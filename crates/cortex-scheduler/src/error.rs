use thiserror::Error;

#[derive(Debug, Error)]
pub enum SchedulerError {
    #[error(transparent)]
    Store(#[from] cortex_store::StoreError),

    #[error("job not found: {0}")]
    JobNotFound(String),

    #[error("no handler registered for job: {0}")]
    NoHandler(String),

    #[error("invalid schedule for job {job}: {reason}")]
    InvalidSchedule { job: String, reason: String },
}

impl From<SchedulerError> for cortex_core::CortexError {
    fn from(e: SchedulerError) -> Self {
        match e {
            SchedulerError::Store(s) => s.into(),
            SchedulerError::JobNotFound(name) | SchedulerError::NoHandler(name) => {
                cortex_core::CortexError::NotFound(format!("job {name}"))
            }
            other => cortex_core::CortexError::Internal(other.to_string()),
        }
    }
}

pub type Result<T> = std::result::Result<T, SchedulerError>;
-*-*-
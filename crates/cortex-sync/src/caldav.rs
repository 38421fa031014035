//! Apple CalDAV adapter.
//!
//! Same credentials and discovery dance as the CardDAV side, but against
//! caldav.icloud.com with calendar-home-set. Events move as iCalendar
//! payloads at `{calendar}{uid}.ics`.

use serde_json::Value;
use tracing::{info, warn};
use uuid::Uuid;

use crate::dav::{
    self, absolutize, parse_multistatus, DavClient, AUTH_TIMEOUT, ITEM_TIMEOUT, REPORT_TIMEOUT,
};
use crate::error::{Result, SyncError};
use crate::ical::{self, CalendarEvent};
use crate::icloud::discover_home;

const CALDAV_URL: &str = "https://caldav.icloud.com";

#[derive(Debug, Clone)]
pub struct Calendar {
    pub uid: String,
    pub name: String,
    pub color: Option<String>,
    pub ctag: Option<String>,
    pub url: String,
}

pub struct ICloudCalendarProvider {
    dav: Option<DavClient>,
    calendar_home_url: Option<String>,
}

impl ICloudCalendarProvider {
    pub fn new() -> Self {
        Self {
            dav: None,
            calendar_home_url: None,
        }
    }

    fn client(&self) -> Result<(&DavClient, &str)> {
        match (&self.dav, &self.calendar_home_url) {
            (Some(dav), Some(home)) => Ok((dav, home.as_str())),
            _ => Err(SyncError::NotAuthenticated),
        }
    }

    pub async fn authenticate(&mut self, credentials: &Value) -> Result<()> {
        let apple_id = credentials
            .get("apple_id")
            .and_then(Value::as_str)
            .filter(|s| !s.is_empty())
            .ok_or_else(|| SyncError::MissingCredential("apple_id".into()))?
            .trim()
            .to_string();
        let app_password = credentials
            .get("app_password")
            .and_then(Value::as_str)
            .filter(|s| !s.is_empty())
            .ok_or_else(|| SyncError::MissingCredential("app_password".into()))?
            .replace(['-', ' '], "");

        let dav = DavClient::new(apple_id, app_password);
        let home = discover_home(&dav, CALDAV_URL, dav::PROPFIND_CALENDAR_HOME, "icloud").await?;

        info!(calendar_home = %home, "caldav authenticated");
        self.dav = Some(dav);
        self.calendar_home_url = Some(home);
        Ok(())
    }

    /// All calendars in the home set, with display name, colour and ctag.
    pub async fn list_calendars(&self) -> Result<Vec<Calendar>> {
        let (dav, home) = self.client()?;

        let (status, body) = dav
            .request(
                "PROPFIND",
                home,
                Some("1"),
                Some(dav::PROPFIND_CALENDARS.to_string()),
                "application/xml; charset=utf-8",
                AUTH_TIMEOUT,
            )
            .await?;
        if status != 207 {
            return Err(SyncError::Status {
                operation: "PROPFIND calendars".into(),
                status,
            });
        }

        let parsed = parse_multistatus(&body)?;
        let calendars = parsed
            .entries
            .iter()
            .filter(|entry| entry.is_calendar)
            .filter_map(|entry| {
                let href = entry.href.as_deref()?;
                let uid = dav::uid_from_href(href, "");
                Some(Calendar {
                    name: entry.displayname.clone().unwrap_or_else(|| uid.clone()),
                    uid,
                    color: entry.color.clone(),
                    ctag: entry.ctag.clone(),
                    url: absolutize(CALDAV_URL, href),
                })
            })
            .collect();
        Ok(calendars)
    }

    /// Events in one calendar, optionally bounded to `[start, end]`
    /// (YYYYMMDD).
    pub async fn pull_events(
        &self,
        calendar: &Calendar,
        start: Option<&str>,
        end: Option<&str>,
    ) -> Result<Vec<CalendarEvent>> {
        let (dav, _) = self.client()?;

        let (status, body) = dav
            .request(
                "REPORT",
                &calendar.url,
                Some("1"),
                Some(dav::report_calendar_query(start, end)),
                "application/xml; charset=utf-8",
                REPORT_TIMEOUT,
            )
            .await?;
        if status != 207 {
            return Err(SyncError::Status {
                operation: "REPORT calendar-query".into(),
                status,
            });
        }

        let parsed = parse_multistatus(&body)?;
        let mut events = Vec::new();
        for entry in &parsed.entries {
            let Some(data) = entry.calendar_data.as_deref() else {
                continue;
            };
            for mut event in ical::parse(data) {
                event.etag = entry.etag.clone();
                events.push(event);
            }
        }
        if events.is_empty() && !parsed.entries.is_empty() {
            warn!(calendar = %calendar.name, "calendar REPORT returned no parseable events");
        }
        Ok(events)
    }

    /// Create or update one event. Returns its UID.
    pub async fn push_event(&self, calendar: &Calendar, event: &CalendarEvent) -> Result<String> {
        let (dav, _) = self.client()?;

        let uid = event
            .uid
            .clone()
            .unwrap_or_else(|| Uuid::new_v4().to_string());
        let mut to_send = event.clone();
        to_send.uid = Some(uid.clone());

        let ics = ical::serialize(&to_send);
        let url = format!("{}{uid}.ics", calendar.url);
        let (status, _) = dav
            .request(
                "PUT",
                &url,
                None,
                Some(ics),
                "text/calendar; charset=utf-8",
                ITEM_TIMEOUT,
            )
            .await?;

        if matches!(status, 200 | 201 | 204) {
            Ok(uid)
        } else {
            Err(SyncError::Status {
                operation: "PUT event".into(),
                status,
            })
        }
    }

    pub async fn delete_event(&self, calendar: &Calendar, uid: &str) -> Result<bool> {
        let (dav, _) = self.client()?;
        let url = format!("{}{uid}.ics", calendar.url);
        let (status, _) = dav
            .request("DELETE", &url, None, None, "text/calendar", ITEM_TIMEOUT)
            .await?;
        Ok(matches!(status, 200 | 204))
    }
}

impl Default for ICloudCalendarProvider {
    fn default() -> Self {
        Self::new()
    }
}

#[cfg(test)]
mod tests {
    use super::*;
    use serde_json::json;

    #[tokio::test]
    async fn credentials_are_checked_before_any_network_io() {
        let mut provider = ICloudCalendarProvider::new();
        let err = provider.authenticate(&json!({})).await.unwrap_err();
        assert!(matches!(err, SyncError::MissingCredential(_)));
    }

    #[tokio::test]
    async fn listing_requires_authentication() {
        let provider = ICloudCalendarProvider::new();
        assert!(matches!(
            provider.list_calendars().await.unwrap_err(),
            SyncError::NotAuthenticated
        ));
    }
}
-*-*-
Requirement:
Every line of the material above that has the string "Value" needs pulling out.

Response box:
use serde_json::Value;
    pub async fn authenticate(&mut self, credentials: &Value) -> Result<()> {
            .and_then(Value::as_str)
            .and_then(Value::as_str)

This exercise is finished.